You cannot skip the CheckM step of Binsanity-wf or Binsanity-lc, those are a key part of evaluating which genomes to refine and which ones not to. You'd have to use both Binsanity-refine and Binsanity seperately outside of the workflow. The way Binsanity-wf and Binsanity-lc are designed to work is by initially clustering contigs using only coverage, assessing the resultant bins using CheckM and classifying them into categories of "High Completion", "Low Completion", and "High Redundancy". Only the High Redundancy and Low Completion bins are used in subsequent refinement steps that take into account composition in additiont to coverage. If you wanted to use another way to evaluate your genomes you would need to run Binsanity, then take resulting bins, assess them, and use Binsanity-refine on the highly redundant bins.

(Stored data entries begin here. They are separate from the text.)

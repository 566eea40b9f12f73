//! Process-wide GPU environment for downstream training frameworks.
//!
//! The variables are read by CUDA and TensorFlow when they start, so they must
//! be set once at startup, before any heavy computation. Nothing in this crate
//! depends on them.

use std::env;
use std::sync::Once;

static INIT: Once = Once::new();

/// GPU-related environment variables.
#[derive(Debug, Clone, PartialEq, Eq)]
pub struct DeviceEnv {
    /// `CUDA_VISIBLE_DEVICES`: comma-separated device ids.
    pub visible_devices: String,

    /// `CUDA_DEVICE_ORDER`: device enumeration order.
    pub device_order: String,

    /// `TF_CPP_MIN_LOG_LEVEL`: TensorFlow native log verbosity.
    pub min_log_level: String,

    /// `TF_XLA_FLAGS`, left untouched when `None`.
    pub xla_flags: Option<String>,
}

impl Default for DeviceEnv {
    fn default() -> Self {
        Self {
            visible_devices: "0".to_string(),
            device_order: "PCI_BUS_ID".to_string(),
            min_log_level: "1".to_string(),
            xla_flags: Some("--tf_xla_enable_xla_devices".to_string()),
        }
    }
}

impl DeviceEnv {
    /// Default environment exposing only `devices`.
    #[must_use]
    pub fn with_visible_devices<S: Into<String>>(devices: S) -> Self {
        Self {
            visible_devices: devices.into(),
            ..Self::default()
        }
    }

    /// Variable name and value pairs, in the order they are applied.
    #[must_use]
    pub fn vars(&self) -> Vec<(&'static str, &str)> {
        let mut vars = vec![
            ("TF_CPP_MIN_LOG_LEVEL", self.min_log_level.as_str()),
            ("CUDA_DEVICE_ORDER", self.device_order.as_str()),
            ("CUDA_VISIBLE_DEVICES", self.visible_devices.as_str()),
        ];
        if let Some(flags) = &self.xla_flags {
            vars.push(("TF_XLA_FLAGS", flags.as_str()));
        }
        vars
    }
}

/// Apply `device_env` to the process environment.
///
/// Only the first call in a process has an effect; it returns `true`. Later
/// calls return `false` and leave the environment as it is.
pub fn init(device_env: &DeviceEnv) -> bool {
    apply_once(&INIT, device_env, |key, value| env::set_var(key, value))
}

fn apply_once<F>(once: &Once, device_env: &DeviceEnv, mut set_var: F) -> bool
where
    F: FnMut(&str, &str),
{
    let mut applied = false;
    once.call_once(|| {
        for (key, value) in device_env.vars() {
            tracing::debug!("Setting {key}={value}");
            set_var(key, value);
        }
        applied = true;
    });
    applied
}
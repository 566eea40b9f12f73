//! End-to-end preparation: load, pair, split.

use indicatif::BinaryBytes;
use ndarray::Array4;

use crate::config::DataConfig;
use crate::dataset::{self, ImageSet, LabelSet};
use crate::error::Result;
use crate::pairs::{self, estimated_pair_bytes, PairBatches, PairLabelSet, PairedImageSet};

/// Images and labels loaded from disk, aligned by index.
#[derive(Debug, Clone, PartialEq)]
pub struct Dataset {
    /// NHWC image tensor with values in [0, 1].
    pub images: ImageSet,

    /// One label per image.
    pub labels: LabelSet,
}

impl Dataset {
    /// Number of samples.
    #[must_use]
    pub fn len(&self) -> usize {
        self.labels.len()
    }

    /// Whether the dataset holds no samples.
    #[must_use]
    pub fn is_empty(&self) -> bool {
        self.labels.is_empty()
    }

    /// Build all pairs at once.
    ///
    /// # Errors
    ///
    /// See [`pairs::generate_pairs`].
    pub fn pairs(&self) -> Result<(PairedImageSet, PairLabelSet)> {
        pairs::generate_pairs(&self.images, &self.labels)
    }

    /// Stream pairs in batches of at most `batch_size`.
    ///
    /// # Errors
    ///
    /// See [`pairs::pair_batches`].
    pub fn batches(&self, batch_size: usize) -> Result<PairBatches<'_>> {
        pairs::pair_batches(&self.images, &self.labels, batch_size)
    }
}

/// Model-ready inputs for the two branches of a Siamese network.
#[derive(Debug, Clone, PartialEq)]
pub struct PreparedPairs {
    /// First image of every pair, `(T, H, W, 3)`.
    pub left: Array4<f32>,

    /// Second image of every pair, `(T, H, W, 3)`.
    pub right: Array4<f32>,

    /// Same-label flag of every pair.
    pub labels: PairLabelSet,
}

impl PreparedPairs {
    /// Number of pairs.
    #[must_use]
    pub fn len(&self) -> usize {
        self.labels.len()
    }

    /// Whether there are no pairs.
    #[must_use]
    pub fn is_empty(&self) -> bool {
        self.labels.is_empty()
    }

    /// Number of pairs whose images share a label.
    #[must_use]
    pub fn positive_count(&self) -> usize {
        self.labels.iter().filter(|&&same| same).count()
    }
}

/// Preparation pipeline bound to one dataset configuration.
#[derive(Debug, Clone)]
pub struct Pipeline {
    config: DataConfig,
}

impl Pipeline {
    /// Create a new pipeline with the given configuration.
    ///
    /// # Errors
    ///
    /// Returns an error if the configuration is invalid.
    pub fn new(config: DataConfig) -> Result<Self> {
        config.validate()?;

        tracing::info!("Initializing pipeline with config: {config:?}");

        Ok(Self { config })
    }

    /// The configuration this pipeline runs with.
    #[must_use]
    pub const fn config(&self) -> &DataConfig {
        &self.config
    }

    /// Load and preprocess images and labels.
    ///
    /// # Errors
    ///
    /// Returns the first loading error; nothing is returned partially.
    pub fn load(&self) -> Result<Dataset> {
        let (images, labels) = dataset::load_data(&self.config)?;
        let dataset = Dataset { images, labels };

        let (_, height, width, _) = dataset.images.dim();
        match estimated_pair_bytes(dataset.len(), height, width) {
            Some(bytes) => tracing::info!(
                "{} pairs will need {}",
                pairs::pair_count(dataset.len()),
                BinaryBytes(bytes as u64)
            ),
            None => tracing::warn!(
                "{} images give more pairs than can be held in memory",
                dataset.len()
            ),
        }

        Ok(dataset)
    }

    /// Load the dataset, build every pair, and split them into branch inputs.
    ///
    /// # Errors
    ///
    /// Returns an error if loading or pairing fails.
    pub fn run(&self) -> Result<PreparedPairs> {
        let dataset = self.load()?;

        tracing::info!("Generating pairs...");
        let (paired, labels) = dataset.pairs()?;
        drop(dataset);

        let (left, right) = pairs::split_pairs(&paired)?;
        let prepared = PreparedPairs {
            left,
            right,
            labels,
        };

        tracing::info!(
            "Prepared {} pairs ({} same-label)",
            prepared.len(),
            prepared.positive_count()
        );

        Ok(prepared)
    }
}
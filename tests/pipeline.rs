use std::fs;
use std::path::Path;

use image::{Rgb, RgbImage};
use ndarray::{s, Axis};

use siamese_pairs::pairs::{generate_pairs, split_pairs, stack_pairs};
use siamese_pairs::{DataConfig, Error, Hyperparameters, Pipeline};

fn write_dataset(root: &Path, values: &[u8], labels: &str) -> DataConfig {
    let image_dir = root.join("images");
    fs::create_dir(&image_dir).unwrap();
    for (idx, &value) in values.iter().enumerate() {
        RgbImage::from_pixel(12, 10, Rgb([value, value / 2, 255 - value]))
            .save(image_dir.join(format!("img_{idx:02}.png")))
            .unwrap();
    }

    let label_file = root.join("labels.txt");
    fs::write(&label_file, labels).unwrap();

    let hyp = Hyperparameters::from_json(r#"{"img_width": 8, "img_height": 8, "blur_radius": 0}"#)
        .unwrap();
    DataConfig::new(hyp)
        .with_image_dir(image_dir)
        .with_label_file(label_file)
}

#[test]
fn four_images_two_classes() {
    let dir = tempfile::tempdir().unwrap();
    let config = write_dataset(dir.path(), &[0, 60, 120, 180], "0\n1\n0\n1\n");
    let pipeline = Pipeline::new(config).unwrap();

    let dataset = pipeline.load().unwrap();
    assert_eq!(dataset.images.shape(), &[4, 8, 8, 3]);
    assert!(dataset.images.iter().all(|&v| (0.0..=1.0).contains(&v)));

    let (paired, same) = generate_pairs(&dataset.images, &dataset.labels).unwrap();
    assert_eq!(paired.shape(), &[6, 2, 8, 8, 3]);
    assert_eq!(
        same.to_vec(),
        vec![false, true, false, false, true, false]
    );

    // pair (1, 3) sits at position 4
    assert_eq!(
        paired.slice(s![4, 0, .., .., ..]),
        dataset.images.index_axis(Axis(0), 1)
    );
    assert_eq!(
        paired.slice(s![4, 1, .., .., ..]),
        dataset.images.index_axis(Axis(0), 3)
    );

    let (left, right) = split_pairs(&paired).unwrap();
    assert_eq!(left.shape(), &[6, 8, 8, 3]);
    assert_eq!(stack_pairs(&left, &right).unwrap(), paired);
}

#[test]
fn run_produces_branch_inputs() {
    let dir = tempfile::tempdir().unwrap();
    let config = write_dataset(dir.path(), &[10, 20, 30], "1\n2\n1\n");

    let prepared = Pipeline::new(config).unwrap().run().unwrap();

    assert_eq!(prepared.len(), 3);
    assert_eq!(prepared.labels.to_vec(), vec![false, false, true]);
    assert_eq!(prepared.positive_count(), 1);
    assert_eq!(prepared.left.shape(), &[3, 8, 8, 3]);
    assert_eq!(prepared.right.shape(), &[3, 8, 8, 3]);

    // red channel encodes the source image: left of pair 2 is image 1, right is image 2
    assert!((prepared.left[[2, 0, 0, 0]] - 20.0 / 255.0).abs() < 1e-6);
    assert!((prepared.right[[2, 0, 0, 0]] - 30.0 / 255.0).abs() < 1e-6);
}

#[test]
fn single_image_gives_no_pairs() {
    let dir = tempfile::tempdir().unwrap();
    let config = write_dataset(dir.path(), &[99], "4\n");

    let prepared = Pipeline::new(config).unwrap().run().unwrap();
    assert!(prepared.is_empty());
    assert_eq!(prepared.left.shape(), &[0, 8, 8, 3]);
}

#[test]
fn label_count_mismatch_aborts() {
    let dir = tempfile::tempdir().unwrap();
    let config = write_dataset(dir.path(), &[1, 2, 3, 4, 5], "0\n0\n1\n1\n");

    let err = Pipeline::new(config).unwrap().run().unwrap_err();
    assert!(matches!(
        err,
        Error::LabelCountMismatch {
            images: 5,
            labels: 4
        }
    ));
}

#[test]
fn streamed_batches_match_full_run() {
    let dir = tempfile::tempdir().unwrap();
    let config = write_dataset(dir.path(), &[5, 50, 100, 150, 200], "3\n3\n1\n3\n1\n");
    let pipeline = Pipeline::new(config).unwrap();

    let dataset = pipeline.load().unwrap();
    let (_, same) = dataset.pairs().unwrap();

    let streamed: Vec<bool> = dataset
        .batches(3)
        .unwrap()
        .flat_map(|batch| batch.labels.to_vec())
        .collect();
    assert_eq!(streamed, same.to_vec());
}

If you have a dataset of 800,000 plus with just a single sample that gets tricky. Binsanity works best with multiple samples because initial clustering relys soley on coverage metrics and it uses compositional features to refine the initial bins produced. First with 800k contigs is that greater than 1kb? If so you'll probably have to use 'Binsanity-lc' because of the sheer number of contigs or you may run into memory issues. I'd also say with a single sample following a run through Binsanity-lc or Binsanity-refine you may want to use something like Anvi'o (http://merenlab.org/software/anvio/) to manually refine the bins output.
Hopefully thats helpful! We are currently working on 'Binsanity2' which should hopefully improve on some of the current issues with the distribution.
-Elaina